A more comprehensive legislative policy could then implement official federal guidelines mandating an appropriate number of publicly-funded clinics at specific locations within each state, along with policies ensuring a similar quality of treatment. This “federal override” would most effectively address the confusion patients frequently experience when seeking sexual healthcare and would secure options for patients in the face of limiting statewide policies. Such legislation could be implemented at once, or in smaller increments attached to larger public-health bills depending on the political objectives of the residing government. Were the federal government less politically-divided or healthcare policies less controversial, efforts to expand Medicaid coverage to currently-uninsured communities or increased protections for publicly-funded clinics like Planned Parenthood would also greatly reduce these present inequalities in sexual health service accessibility. 

Lastly, it’s essential to address socio-cultural stigmas detrimental to those seeking sexual health services, especially in vulnerable communities, in tangent with inclusive legislative policy, as it’s important that, should these services be adequately available, persons of all backgrounds feel comfortable taking advantage of them. Considering that the overwhelming majority of STIs are contracted by people aged 15 to 24, university health services and local clinics must increase accessibility to younger demographics. UC Berkeley’s Tang Center offers same-day STI-screening, a Sexual Health Education Program (SHEP) to answer student questions, and free first-come, first-serve rapid HIV antibody tests.
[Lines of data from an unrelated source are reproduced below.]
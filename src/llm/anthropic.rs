//! Anthropic Messages API client.
//!
//! Implements both [`CodeModel`] (single request) and [`ToolModel`]
//! (a session that replays its growing history on every turn).

use std::time::Duration;

use async_trait::async_trait;
use serde::{Deserialize, Serialize};
use serde_json::{Value, json};
use tracing::{debug, warn};

use super::{AgentTurn, CodeModel, PromptPart, ToolCall, ToolModel, ToolSession, ToolSpec, TurnInput};
use crate::config::ModelSection;
use crate::errors::ModelError;

const ANTHROPIC_VERSION: &str = "2023-06-01";

/// Media types the Messages API accepts for image blocks.
const IMAGE_MEDIA_TYPES: &[&str] = &["image/png", "image/jpeg", "image/gif", "image/webp"];

#[derive(Clone)]
pub struct AnthropicClient {
    http: reqwest::Client,
    base_url: String,
    api_key: String,
    model: String,
    max_tokens: u32,
}

#[derive(Debug, Serialize)]
struct MessagesRequest<'a> {
    model: &'a str,
    max_tokens: u32,
    temperature: f32,
    #[serde(skip_serializing_if = "Option::is_none")]
    system: Option<&'a str>,
    messages: &'a [Value],
    #[serde(skip_serializing_if = "Option::is_none")]
    tools: Option<&'a [ToolSpec]>,
}

#[derive(Debug, Deserialize)]
struct MessagesResponse {
    #[serde(default)]
    content: Vec<ResponseBlock>,
    #[serde(default)]
    stop_reason: Option<String>,
}

#[derive(Debug, Deserialize)]
#[serde(tag = "type", rename_all = "snake_case")]
enum ResponseBlock {
    Text {
        text: String,
    },
    ToolUse {
        id: String,
        name: String,
        #[serde(default)]
        input: Value,
    },
    #[serde(other)]
    Other,
}

#[derive(Debug, Deserialize)]
struct ErrorEnvelope {
    error: ErrorBody,
}

#[derive(Debug, Deserialize)]
struct ErrorBody {
    message: String,
}

/// Split an image payload into `(media_type, base64_data)`.
///
/// Accepts `data:<media>;base64,<data>` URLs and bare base64 (taken as PNG).
pub fn split_image_payload(payload: &str) -> Result<(String, String), String> {
    let payload = payload.trim();
    if payload.is_empty() {
        return Err("image payload is empty".to_string());
    }
    let Some(rest) = payload.strip_prefix("data:") else {
        return Ok(("image/png".to_string(), payload.to_string()));
    };
    let (meta, data) = rest
        .split_once(',')
        .ok_or_else(|| "data URL has no ',' separator".to_string())?;
    let media_type = meta
        .strip_suffix(";base64")
        .ok_or_else(|| "data URL is not base64 encoded".to_string())?;
    if !IMAGE_MEDIA_TYPES.contains(&media_type) {
        return Err(format!("unsupported image type '{}'", media_type));
    }
    Ok((media_type.to_string(), data.to_string()))
}

impl AnthropicClient {
    pub fn new(settings: &ModelSection, api_key: Option<String>) -> Result<Self, ModelError> {
        let api_key = api_key
            .filter(|k| !k.trim().is_empty())
            .ok_or(ModelError::MissingApiKey)?;
        let http = reqwest::Client::builder()
            .timeout(Duration::from_secs(settings.request_timeout_secs))
            .connect_timeout(Duration::from_secs(10))
            .build()?;
        Ok(Self {
            http,
            base_url: settings.base_url.trim_end_matches('/').to_string(),
            api_key,
            model: settings.model.clone(),
            max_tokens: settings.max_tokens,
        })
    }

    async fn post_messages(&self, request: &MessagesRequest<'_>) -> Result<MessagesResponse, ModelError> {
        let url = format!("{}/v1/messages", self.base_url);
        debug!(model = %self.model, messages = request.messages.len(), "sending model request");

        let response = self
            .http
            .post(&url)
            .header("x-api-key", &self.api_key)
            .header("anthropic-version", ANTHROPIC_VERSION)
            .json(request)
            .send()
            .await?;

        let status = response.status();
        if !status.is_success() {
            let body = response.text().await.unwrap_or_default();
            let message = serde_json::from_str::<ErrorEnvelope>(&body)
                .map(|e| e.error.message)
                .unwrap_or(body);
            warn!(status = status.as_u16(), message = %message, "model request failed");
            return Err(ModelError::Api {
                status: status.as_u16(),
                message,
            });
        }

        response
            .json::<MessagesResponse>()
            .await
            .map_err(|e| ModelError::InvalidResponse(e.to_string()))
    }
}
While it’s true that any policies seeking to expand access to these services will inevitably cost a significant sum of money, research shows that STIs and their complications alone total around $16 billion annually in direct medical costs. Early sexual health treatment results in a net-benefit for the federal healthcare system long-term, as more serious conditions that would be costlier and more time-consuming to heal are instead treated at their onset. 

In recent years, the Democratic Party has made federally-organized healthcare a foundational part of their political platform and, as a result, could implement smaller, more specific changes such as these to illustrate their commitment to long-term changes. While the lack of a sizable Democratic majority in Congress limits the opportunity for large-scale legislation to be passed, smaller policies like the expansion of Title X funding or guidelines ensuring a minimal amount of publicly-funded in outlined regions could be feasibly implemented if they had politicians’ attention. Regardless, both parties are currently witnessing a surge in populist ideals under popular politicians such as Donald Trump, Bernie Sanders, and Alexandria Ocasio-Cortez, all of whom have illustrated that politicians across the political spectrum have incentives to appeal to increased healthcare accessibility for rural and lower-income minority populations. While the topic of sexual health is often uncomfortable and controversial to discuss publicly, the government must extend its renewed focus on public health towards meaningful protections for publicly-funded sexual health services.